China’s film industry is one of the country’s great growth stories over the last two decades. Between 2005 and 2019, box-office revenue grew from 2 billion yuan to just over 60 billion yuan ($8.9 billion), thanks to an emerging middle class in search of entertainment. Annual growth rates of more than 30 per cent weren’t unusual.
It wasn’t just revenues growing, either. The technical proficiency of Chinese films also increased, culminating in Wolf Warrior 2, a 2017 military action-adventure drama that became China’s most successful movie ever, and The Wandering Earth, a sci-fi thriller that’s topping this year’s box office.

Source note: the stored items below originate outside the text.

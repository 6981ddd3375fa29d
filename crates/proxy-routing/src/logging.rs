//! Tracing subscriber setup for processes embedding the routing engine

use crate::errors::{Result, RoutingError};
use std::str::FromStr;
use tracing::Level;
use tracing_subscriber::EnvFilter;
use tracing_subscriber::fmt::format::FmtSpan;

/// Configuration for the logging system
#[derive(Debug, Clone)]
pub struct LoggingConfig {
    /// Default level when `RUST_LOG` does not say otherwise
    pub level: Level,
    /// Emit JSON lines instead of human-readable text
    pub json: bool,
    /// Include file and line information
    pub file_info: bool,
    /// Log span open/close events
    pub log_spans: bool,
}

impl Default for LoggingConfig {
    fn default() -> Self {
        LoggingConfig {
            level: Level::INFO,
            json: false,
            file_info: false,
            log_spans: false,
        }
    }
}

impl LoggingConfig {
    pub fn new(level: Level) -> Self {
        LoggingConfig {
            level,
            ..Default::default()
        }
    }

    pub fn with_json(mut self) -> Self {
        self.json = true;
        self
    }

    pub fn with_file_info(mut self) -> Self {
        self.file_info = true;
        self
    }

    pub fn with_spans(mut self) -> Self {
        self.log_spans = true;
        self
    }

    fn filter(&self) -> EnvFilter {
        EnvFilter::builder()
            .with_default_directive(self.level.into())
            .from_env_lossy()
    }
}

/// Install the global subscriber. Fails if one is already installed.
pub fn setup_logging(config: LoggingConfig) -> Result<()> {
    let span_events = if config.log_spans {
        FmtSpan::ACTIVE
    } else {
        FmtSpan::NONE
    };

    let builder = tracing_subscriber::fmt()
        .with_env_filter(config.filter())
        .with_span_events(span_events)
        .with_file(config.file_info)
        .with_line_number(config.file_info);

    let installed = if config.json {
        builder.json().try_init()
    } else {
        builder.try_init()
    };
    installed.map_err(|e| RoutingError::Config(format!("Failed to install logger: {}", e)))
}

/// Parse a log level such as `"debug"`
pub fn parse_log_level(level: &str) -> Result<Level> {
    Level::from_str(level).map_err(|_| RoutingError::Config(format!("Invalid log level: {}", level)))
}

Generous subsidies, have boosted Chinese films against foreign competition more generally: In 2018, locally made films claimed 62 per cent of box-office revenue, up from 54 per cent in 2017.
Yet, at the same time, the box-office growth rate slowed to 9 per cent, down from 13.5 per cent in 2017. During the first half of 2019, revenues actually fell by 2.8 per cent despite a slight uptick in the average ticket price — the first such decline since 2011. The gross number of tickets sold declined 10.5 per cent year-on-year.
Several factors have contributed to this dropoff, including a recent tax evasion scandal that netted many Chinese film stars and stalled or killed productions, as well as increased competition from China’s booming streaming video services. But the most damaging was summed up by The Paper, a state-funded newspaper in Shanghai: “This year audiences could clearly feel that after Chinese New Year, there were no good films to watch, especially among domestic films.”
Why? While censorship has always been a barrier to innovative and risk-taking films in China, adept and determined filmmakers could still find ways to get interesting work approved. That became much harder beginning in March 2018 when the government eliminated the agencies previously assigned to regulate film, television, and publications, assigning their responsibilities to the powerful Central Propaganda Department. What had been a difficult process mediated by bureaucrats suddenly became a much harder one overseen by Communist Party officials closely tied to China’s top policymakers.
The immediate effects were understandably chaotic. Long-time relationships between studios and regulators needed to be reset or established fresh. This slowed down the already byzantine process of approvals. Worse, it injected a new degree of risk — and risk-aversion — into an industry that already had an ample share.
The results are obvious. In February, and again in April, three prominent Chinese films were abruptly withdrawn from festivals in Berlin and Cannes for “technical reasons” — a euphemism for censorship. An even more ominous sign came last month when The Eight Hundred was also pulled from its opening slot at the Shanghai International
Film Festival for “technical reasons.” Reports on Chinese media suggest officials may have been offended by the idea that soldiers under Chiang Kai-Shek, the Chinese Nationalist rival to Mao Zedong’s Communists, had fought with valour during World War II.
Chinese filmmakers are getting the message. On the sidelines of the festival, China’s biggest studios announced slates of films that seemed designed to please the censors. Tencent Pictures, the studio owned by Tencent Holdings, announced an upcoming lineup that Variety described as “a mix of Hollywood content and Chinese propaganda.” China Film Group Corporation, producer of The Wandering Earth, announced a similar slate while emphasising its “mission to closely revolve around the Party and the country’s promotion of overall cultural work.”
The irony is that regulators know such dutiful movies aren’t likely to inspire ticket buyers. Traditionally, in an unwritten blackout designed to boost the fortunes of local productions, the busy summer holiday season in July and August has been reserved for Chinese films only. This summer China has opted to open the gates to foreign films, in an effort to pump up ticket sales. The biggest beneficiary of China’s clampdown on content may be Hollywood.